Negli indici dell’est Europa la Russia è un pezzo da novanta (nell’Msci Em emerging Europe pesa per quasi il 76%), ma la Borsa di Mosca ha largamente deluso negli ultimi dodici mesi. Il Micex ha perso il 6,1% in valuta locale, contro il 13,5% dell’S&P500, con una sotto-performance quasi del 20%. Più in generale, l’ingranaggio delle azioni russe sembra inceppato da tre anni e oggi il mercato è il più economico tra quelli emergenti.
Trappola del valore
Manolis Davradakis, senior economist di Axa Im, parla di “trappola del valore” per tre ragioni. “La prima è che il premio per il rischio richiesto dagli investitori è alto”, spiega, “perché il mercato ha un’elevata volatilità. La seconda ragione è che il ritorno da dividendi è inferiore agli altri paesi emergenti (solo la Corea del sud fa peggio). La terza è che il paniere è poco diversificato, con un’alta concentrazione in titoli energetici (60% dell’Msci Russia), a cui seguono a distanza i finanziari (15%) e i materiali di base (11%). Questi tre settori sono tutti ciclici, con multipli bassi”.
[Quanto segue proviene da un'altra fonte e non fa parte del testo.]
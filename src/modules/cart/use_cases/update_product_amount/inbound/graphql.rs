use async_graphql::{Context, Object, Result as GqlResult};

use crate::modules::cart::adapters::inbound::graphql_error::to_graphql_error;
use crate::modules::cart::adapters::outbound::toast::CartOperation;
use crate::modules::cart::core::product::ProductId;
use crate::modules::cart::use_cases::get_cart::inbound::graphql::{GqlCartEntry, to_gql_cart};
use crate::modules::cart::use_cases::update_product_amount::command::UpdateProductAmount;
use crate::shell::state::AppState;

#[derive(Default)]
pub struct UpdateProductAmountMutation;

#[Object]
impl UpdateProductAmountMutation {
    async fn update_product_amount(
        &self,
        context: &Context<'_>,
        product_id: u64,
        amount: i64,
    ) -> GqlResult<Vec<GqlCartEntry>> {
        let state = context.data_unchecked::<AppState>();
        let command = UpdateProductAmount {
            product_id: ProductId(product_id),
            amount,
        };
        state
            .store
            .update_product_amount(command)
            .await
            .map(|cart| to_gql_cart(&cart))
            .map_err(|e| to_graphql_error(CartOperation::UpdateProductAmount, e))
    }
}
Le aziende russe hanno macinato utili negli ultimi 15 anni, realizzando il secondo più alto tasso di crescita degli utili per azione (earning per share, Eps) su base annua, dopo la Cina (il confronto è solo tra i paesi emergenti). Per Davradakis, questi livelli non sono sostenibili in futuro, perché le previsioni sui prezzi del petrolio, che sono stati il fattore determinante, sono più moderate. La domanda di greggio, dicono le principali agenzie internazionali, è in declino e la tassazione è sfavorevole al settore energetico.
Investitori alla larga
“Se consideriamo tutti questi elementi”, sostiene l’economista, “il mercato appare valutato equamente”. Agli investitori internazionali, ciò non basta, perché sono disposti a sostenere maggiori rischi in cambio di una crescita degli utili reale e di qualità. Per tali ragioni, preferiscono altre aree, con conseguenti performance deludenti per la Borsa di Mosca.
Prezzi surriscaldati
Sul fronte macro, la Russia deve fare i conti con il rallentamento dell’economia globale. Si stima una crescita del Prodotto interno lordo del 3,3% nel 2013, dopo il 3,8% del 2012. Siamo lontani dal 7% precedente la crisi finanziaria del 2008 e il 4,3% della prima fase di ripresa (2010-11). Per Davradakis, lo sviluppo passa ora dalla domanda interna. Da un lato, i presupposti ci sono, perché i salari sono in aumento e la situazione creditizia solida; dall’altro, però, l’inflazione al 7,3% in febbraio erode il potere di acquisto ed è sopra il target fissato dalla banca centrale al 5-6%. Quest’ultima, da parte sua, riceve pressioni per abbassare i tassi, ma è frenata dalla necessità di riportare sotto controllo il caro-vita.
Il prezioso oro nero
Il governo sta intraprendendo delle azioni per migliorare la posizione della Russia nella classifica della Banca mondiale dei paesi in cui è più facile fare business, con l’obiettivo del ventesimo posto nel 2018 su un totale di 185 nazioni. “Le riforme impiegheranno un po’ per dare frutto”, dice l’economista di Axa Im, “Fino ad allora, l’economia dovrà continuare a fare affidamento sulle entrate fiscali generate dal settore energetico, mentre il deficit del bilancio governativo escluso il petrolio si è ampliato, passando dal 9,6 al 10,6% tra il 2011 e il 2012. Anche il punto di pareggio del prezzo dell’oro nero degli Urali è aumentato, segnalando che le finanze pubbliche sono più sensibili alle oscillazioni del prezzo a livello internazionale”. Il governo è comunque corso ai ripari, con misure di contenimento e riduzione del deficit, senza compromettere la possibilità di sostenere la congiuntura.
Sul fronte obbligazionario, il mercato dei titoli di stato è stato aperto agli investitori esteri in febbraio, tuttavia non ci sono state grande variazioni e anche il rublo, si legge in una nota di Raiffeisen capital management, ha avuto un andamento laterale a causa del ribasso dei prezzi del petrolio.
Mosca nei fondi
Nei fondi comuni e negli Etf (Exchange traded fund) specializzati sui mercati emergenti europei, la Russia pesa per oltre il 50%. Esiste, tuttavia, una categoria che esclude tale paese e investe nel resto dell’Europa orientale. Negli azionari emergenti globali, Mosca pesa in media poco più del 6%. Tra gli obbligazionari Emerging Europe la Federazione rappresenta meno del 3%.